Your assignment
Only lines with the string "loop" matter here; gather them from the material below.

Task input Block Start

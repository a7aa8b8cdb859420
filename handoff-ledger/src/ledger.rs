//! Token issuance and redemption.
//!
//! The [`Ledger`] is the only thing allowed to mutate a [`TokenStore`]. It is
//! a plain value with `&mut self` operations; the service loop that owns it
//! processes one request at a time, so issue and redeem never interleave.

use std::fmt;

use handoff_core::{ParticipantId, Performative, Token, ISSUE_SENTINEL};

use crate::config::{REASON_NOT_AVAILABLE, REASON_NOT_ISSUER};
use crate::store::TokenStore;

/// Who may redeem a live token.
#[derive(Clone, Copy, Debug, Default, PartialEq, Eq)]
pub enum RedeemPolicy {
    /// Any participant holding the token value may redeem it.
    #[default]
    AnyHolder,
    /// Only the participant the token was issued to may redeem it.
    IssuerOnly,
}

impl fmt::Display for RedeemPolicy {
    fn fmt(&self, f: &mut fmt::Formatter<'_>) -> fmt::Result {
        match self {
            RedeemPolicy::AnyHolder => write!(f, "any-holder"),
            RedeemPolicy::IssuerOnly => write!(f, "issuer-only"),
        }
    }
}

/// Result of a redeem request.
#[derive(Clone, Debug, PartialEq, Eq)]
pub enum RedeemOutcome {
    /// The token was live and has been consumed.
    Confirmed(Token),
    /// The token was not redeemed.
    Refused {
        /// Human-readable reason sent back to the requester.
        reason: String,
    },
}

impl RedeemOutcome {
    /// Check if the redemption succeeded.
    pub fn is_confirmed(&self) -> bool {
        matches!(self, RedeemOutcome::Confirmed(_))
    }

    /// Performative of the reply carrying this outcome.
    pub fn performative(&self) -> Performative {
        match self {
            RedeemOutcome::Confirmed(_) => Performative::Confirm,
            RedeemOutcome::Refused { .. } => Performative::Refuse,
        }
    }

    /// Content of the reply carrying this outcome.
    pub fn content(&self) -> &str {
        match self {
            RedeemOutcome::Confirmed(token) => token.as_str(),
            RedeemOutcome::Refused { reason } => reason,
        }
    }

    fn refused(reason: &str) -> Self {
        RedeemOutcome::Refused {
            reason: reason.to_string(),
        }
    }
}

/// Issues and redeems single-use tokens.
#[derive(Debug, Default)]
pub struct Ledger {
    store: TokenStore,
    policy: RedeemPolicy,
    issued: u64,
    confirmed: u64,
    refused: u64,
}

impl Ledger {
    /// Create a ledger with an empty store.
    pub fn new(policy: RedeemPolicy) -> Self {
        Self {
            policy,
            ..Default::default()
        }
    }

    /// Issue a fresh token to `requester`.
    ///
    /// The returned token is distinct from every live token and from the
    /// issue sentinel.
    pub fn issue_token(&mut self, requester: &ParticipantId) -> Token {
        let token = loop {
            let candidate = Token::generate();
            if candidate.as_str() == ISSUE_SENTINEL || self.store.contains(candidate.as_str()) {
                continue;
            }
            break candidate;
        };

        self.store.insert(token.clone(), requester.clone());
        self.issued += 1;
        tracing::debug!(
            token = %token,
            requester = %requester,
            live = self.store.len(),
            "Token issued"
        );
        token
    }

    /// Redeem `token` on behalf of `requester`.
    ///
    /// A live token is removed and confirmed; anything else is refused and
    /// leaves the store unchanged.
    pub fn redeem_token(&mut self, token: &Token, requester: &ParticipantId) -> RedeemOutcome {
        let issuer = self.store.issuer_of(token.as_str()).cloned();
        let outcome = match issuer {
            None => RedeemOutcome::refused(REASON_NOT_AVAILABLE),
            Some(issuer) if self.policy == RedeemPolicy::IssuerOnly && &issuer != requester => {
                RedeemOutcome::refused(REASON_NOT_ISSUER)
            }
            Some(_) => {
                self.store.remove(token.as_str());
                RedeemOutcome::Confirmed(token.clone())
            }
        };

        match &outcome {
            RedeemOutcome::Confirmed(_) => {
                self.confirmed += 1;
                tracing::debug!(token = %token, requester = %requester, "Token redeemed");
            }
            RedeemOutcome::Refused { reason } => {
                self.refused += 1;
                tracing::debug!(
                    token = %token,
                    requester = %requester,
                    reason = %reason,
                    "Redemption refused"
                );
            }
        }

        outcome
    }

    /// The token store (read-only).
    pub fn store(&self) -> &TokenStore {
        &self.store
    }

    /// The redeem policy in force.
    pub fn policy(&self) -> RedeemPolicy {
        self.policy
    }

    /// Number of live tokens.
    pub fn live_tokens(&self) -> usize {
        self.store.len()
    }

    /// Total tokens issued.
    pub fn issued_count(&self) -> u64 {
        self.issued
    }

    /// Total successful redemptions.
    pub fn confirmed_count(&self) -> u64 {
        self.confirmed
    }

    /// Total refused redemptions.
    pub fn refused_count(&self) -> u64 {
        self.refused
    }
}

#[cfg(test)]
mod tests {
    use std::collections::HashSet;

    use super::*;

    fn a() -> ParticipantId {
        ParticipantId::new("A")
    }

    fn b() -> ParticipantId {
        ParticipantId::new("B")
    }

    #[test]
    fn test_issued_tokens_are_unique() {
        let mut ledger = Ledger::default();
        let tokens: HashSet<Token> = (0..1000).map(|_| ledger.issue_token(&a())).collect();

        assert_eq!(tokens.len(), 1000);
        assert_eq!(ledger.live_tokens(), 1000);
        assert!(tokens.iter().all(|t| ledger.store().contains(t.as_str())));
        assert!(tokens.iter().all(|t| t.as_str() != ISSUE_SENTINEL));
    }

    #[test]
    fn test_issue_records_issuer() {
        let mut ledger = Ledger::default();
        let token = ledger.issue_token(&a());
        assert_eq!(ledger.store().issuer_of(token.as_str()), Some(&a()));
    }

    #[test]
    fn test_round_trip() {
        let mut ledger = Ledger::default();
        let token = ledger.issue_token(&a());

        let outcome = ledger.redeem_token(&token, &a());
        assert_eq!(outcome, RedeemOutcome::Confirmed(token.clone()));
        assert!(!ledger.store().contains(token.as_str()));
        assert!(ledger.store().is_empty());
    }

    #[test]
    fn test_redeem_at_most_once() {
        let mut ledger = Ledger::default();
        let token = ledger.issue_token(&a());

        assert!(ledger.redeem_token(&token, &b()).is_confirmed());
        for _ in 0..3 {
            let outcome = ledger.redeem_token(&token, &b());
            assert_eq!(
                outcome,
                RedeemOutcome::Refused {
                    reason: REASON_NOT_AVAILABLE.to_string()
                }
            );
        }
        assert_eq!(ledger.confirmed_count(), 1);
        assert_eq!(ledger.refused_count(), 3);
    }

    #[test]
    fn test_unknown_token_refused() {
        let mut ledger = Ledger::default();
        let live = ledger.issue_token(&a());

        let outcome = ledger.redeem_token(&Token::from_content("not-a-real-token"), &a());
        match outcome {
            RedeemOutcome::Refused { reason } => assert!(!reason.is_empty()),
            other => panic!("expected refusal, got {:?}", other),
        }
        assert_eq!(ledger.live_tokens(), 1);
        assert!(ledger.store().contains(live.as_str()));
    }

    #[test]
    fn test_any_holder_can_redeem_by_default() {
        let mut ledger = Ledger::default();
        let token = ledger.issue_token(&a());
        assert!(ledger.redeem_token(&token, &b()).is_confirmed());
    }

    #[test]
    fn test_issuer_only_policy() {
        let mut ledger = Ledger::new(RedeemPolicy::IssuerOnly);
        let token = ledger.issue_token(&a());

        let outcome = ledger.redeem_token(&token, &b());
        assert_eq!(outcome.content(), REASON_NOT_ISSUER);
        assert!(ledger.store().contains(token.as_str()));

        assert!(ledger.redeem_token(&token, &a()).is_confirmed());
        assert!(ledger.store().is_empty());
    }

    #[test]
    fn test_outcome_reply_shape() {
        let token = Token::from_content("TXN-1");
        let confirmed = RedeemOutcome::Confirmed(token);
        assert_eq!(confirmed.performative(), Performative::Confirm);
        assert_eq!(confirmed.content(), "TXN-1");

        let refused = RedeemOutcome::refused(REASON_NOT_AVAILABLE);
        assert_eq!(refused.performative(), Performative::Refuse);
        assert_eq!(refused.content(), "token not available");
    }
}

Task input Block End

Reply to the exercise
//! a plain value with `&mut self` operations; the service loop that owns it
        let token = loop {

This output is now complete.